Começa com uns gritos à distância e movimentos no horizonte. Há uma área sabidamente povoada de infectados e é aí que a já mencionada mentalidade de colmeia é apresentada, nos fazendo inferir o quão realmente perigoso é aquele lugar.
Os personagens tentam contornar aquele caminho, agindo de maneira adequada em relação aos seus sentimentos e ao tom da sequência, mas acabam tendo que passar por ali contra a sua vontade. Eles são extremamente cautelosos e tentam de toda forma não chamar a atenção, mas falham. Quando finalmente há um confronto, é um momento catártico; porque nós também estamos tensos assistindo. Este episódio não só traz muito mais peso ao sacrifício que ocorre nele, consequência desse confronto inevitável, mas dita como nós iremos nos sentir em encontros futuros com infectados durante a série.
Essas foram somente algumas das melhorias que percebi, mas há muitas outras menores, como por exemplo Joel pegando as metralhadoras dos soldados e corpos que encontra no caminho (ação que traz verossimilhança e não pode acontecer no jogo devido à progressão de poder das armas). O intuito não é citar todas, apenas descrever o motivo de eu ter gostado tanto dela e achado ela melhor que o jogo.

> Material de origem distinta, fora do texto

//! Zentrale Konfiguration für das Neon Sign Studio.
//!
//! `EditorOptions` enthält alle zur Laufzeit änderbaren Werte.
//! Die `const`-Werte bleiben als Fallback/Default erhalten.

use serde::{Deserialize, Serialize};

// ── Kamera ──────────────────────────────────────────────────────────

/// Zoom-Schritt bei Menü-Buttons / Shortcuts.
pub const CAMERA_ZOOM_STEP: f32 = 1.2;
/// Zoom-Schritt bei Mausrad-Scroll.
pub const CAMERA_SCROLL_ZOOM_STEP: f32 = 1.1;

// ── Werkzeuge ───────────────────────────────────────────────────────

/// Pick-Radius für Pfad-Selektion in Screen-Pixeln.
pub const PATH_PICK_RADIUS_PX: f32 = 12.0;
/// Radierer-Schwellwert in Screen-Pixeln.
pub const ERASER_THRESHOLD_PX: f32 = 10.0;
/// Schneidewerkzeug-Schwellwert in Screen-Pixeln.
pub const CUT_THRESHOLD_PX: f32 = 15.0;
/// Drag-Gesten unterhalb dieser Distanz werden verworfen (Sub-Pixel-Rauschen).
pub const DRAG_EPSILON: f32 = 0.001;

// ── Neuer Pfad: Standard-Stil ───────────────────────────────────────

/// Standard-Röhrenfarbe neuer Pfade (Magenta).
pub const DEFAULT_PATH_COLOR: [u8; 3] = [0xE0, 0x1F, 0xFF];
/// Standard-Strichbreite neuer Pfade.
pub const DEFAULT_PATH_WIDTH: f32 = 4.0;
/// Standard-Glow neuer Pfade.
pub const DEFAULT_PATH_GLOW: f32 = 10.0;
/// Standard-Spannung für geglättete Pfade.
pub const DEFAULT_SMOOTH_TENSION: f32 = 0.5;

// ── Winkelwarnungen / Ausdünnung ────────────────────────────────────

/// Innenwinkel unterhalb dieses Werts (Grad) gelten als zu spitz für eine Röhre.
pub const MIN_TUBE_ANGLE_DEG: f32 = 60.0;

// ── Export ──────────────────────────────────────────────────────────

/// Standard-Artboard-Breite in Pixeln.
pub const ARTBOARD_WIDTH: u32 = 1080;
/// Standard-Artboard-Höhe in Pixeln.
pub const ARTBOARD_HEIGHT: u32 = 1080;
/// Supersampling-Faktor beim PNG-Export.
pub const EXPORT_PIXEL_RATIO: u32 = 2;

// ── Laufzeit-Optionen (serialisierbar) ─────────────────────────────

/// Alle zur Laufzeit änderbaren Editor-Optionen.
/// Wird als `neon_sign_studio.toml` neben der Binary gespeichert.
#[derive(Debug, Clone, PartialEq, Serialize, Deserialize)]
pub struct EditorOptions {
    // ── Neuer Pfad ──────────────────────────────────────────────
    /// Röhrenfarbe neuer Pfade (RGB)
    pub default_path_color: [u8; 3],
    /// Strichbreite neuer Pfade
    pub default_path_width: f32,
    /// Glow-Stärke neuer Pfade
    pub default_path_glow: f32,
    /// Spannung für geglättete Pfade
    pub default_smooth_tension: f32,

    // ── Selektion & Werkzeuge ───────────────────────────────────
    /// Pick-Radius für Klick-Selektion in Screen-Pixeln
    pub path_pick_radius_px: f32,
    /// Radierer-Schwellwert in Screen-Pixeln
    pub eraser_threshold_px: f32,
    /// Schneidewerkzeug-Schwellwert in Screen-Pixeln
    pub cut_threshold_px: f32,

    // ── Kamera ──────────────────────────────────────────────────
    /// Zoom-Schritt bei Menü-Buttons / Shortcuts
    pub camera_zoom_step: f32,
    /// Zoom-Schritt bei Mausrad-Scroll
    pub camera_scroll_zoom_step: f32,

    // ── Warnungen ───────────────────────────────────────────────
    /// Minimaler biegbarer Innenwinkel in Grad
    #[serde(default = "default_min_tube_angle_deg")]
    pub min_tube_angle_deg: f32,

    // ── Export ──────────────────────────────────────────────────
    /// Artboard-Breite in Pixeln
    pub artboard_width: u32,
    /// Artboard-Höhe in Pixeln
    pub artboard_height: u32,
    /// Supersampling-Faktor beim Export
    #[serde(default = "default_export_pixel_ratio")]
    pub export_pixel_ratio: u32,
}

impl Default for EditorOptions {
    fn default() -> Self {
        Self {
            default_path_color: DEFAULT_PATH_COLOR,
            default_path_width: DEFAULT_PATH_WIDTH,
            default_path_glow: DEFAULT_PATH_GLOW,
            default_smooth_tension: DEFAULT_SMOOTH_TENSION,

            path_pick_radius_px: PATH_PICK_RADIUS_PX,
            eraser_threshold_px: ERASER_THRESHOLD_PX,
            cut_threshold_px: CUT_THRESHOLD_PX,

            camera_zoom_step: CAMERA_ZOOM_STEP,
            camera_scroll_zoom_step: CAMERA_SCROLL_ZOOM_STEP,

            min_tube_angle_deg: MIN_TUBE_ANGLE_DEG,

            artboard_width: ARTBOARD_WIDTH,
            artboard_height: ARTBOARD_HEIGHT,
            export_pixel_ratio: EXPORT_PIXEL_RATIO,
        }
    }
}

/// Serde-Default für `min_tube_angle_deg` (Abwärtskompatibilität bestehender TOML-Dateien).
fn default_min_tube_angle_deg() -> f32 {
    MIN_TUBE_ANGLE_DEG
}

/// Serde-Default für `export_pixel_ratio` (Abwärtskompatibilität).
fn default_export_pixel_ratio() -> u32 {
    EXPORT_PIXEL_RATIO
}

impl EditorOptions {
    /// Lädt Optionen aus einer TOML-Datei. Bei Fehler: Standardwerte.
    pub fn load_from_file(path: &std::path::Path) -> Self {
        match std::fs::read_to_string(path) {
            Ok(content) => match toml::from_str(&content) {
                Ok(opts) => {
                    log::info!("Optionen geladen aus: {}", path.display());
                    opts
                }
                Err(e) => {
                    log::warn!("Optionen-Datei fehlerhaft, verwende Standardwerte: {}", e);
                    Self::default()
                }
            },
            Err(_) => {
                log::info!("Keine Optionen-Datei gefunden, verwende Standardwerte");
                Self::default()
            }
        }
    }

    /// Speichert Optionen als TOML-Datei.
    pub fn save_to_file(&self, path: &std::path::Path) -> anyhow::Result<()> {
        let content = toml::to_string_pretty(self)?;
        std::fs::write(path, content)?;
        log::info!("Optionen gespeichert nach: {}", path.display());
        Ok(())
    }

    /// Ermittelt den Pfad zur Optionen-Datei neben der Binary.
    pub fn config_path() -> std::path::PathBuf {
        std::env::current_exe()
            .unwrap_or_else(|_| std::path::PathBuf::from("neon_sign_studio"))
            .parent()
            .unwrap_or_else(|| std::path::Path::new("."))
            .join("neon_sign_studio.toml")
    }
}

Como falei na conclusão do meu outro texto, estava de mente aberta para continuar assistindo, mas esperando que fosse apenas mais uma adaptação pobre de um jogo. Fico muito feliz quando acontece essa subversão de expectativas para o lado positivo. A série é muito boa! Barry só me impactou mais.
Também especulei sobre uma segunda temporada, quando a série iria divergir da história do jogo, mas Druckmann já confirmou que não pretende trazer novas tramas - ele permanecerá seguindo o enredo apresentado nos jogos. E quando penso nisso, sou tomado por ansiedade pensando o que irão fazer com The Last Of Us Parte II.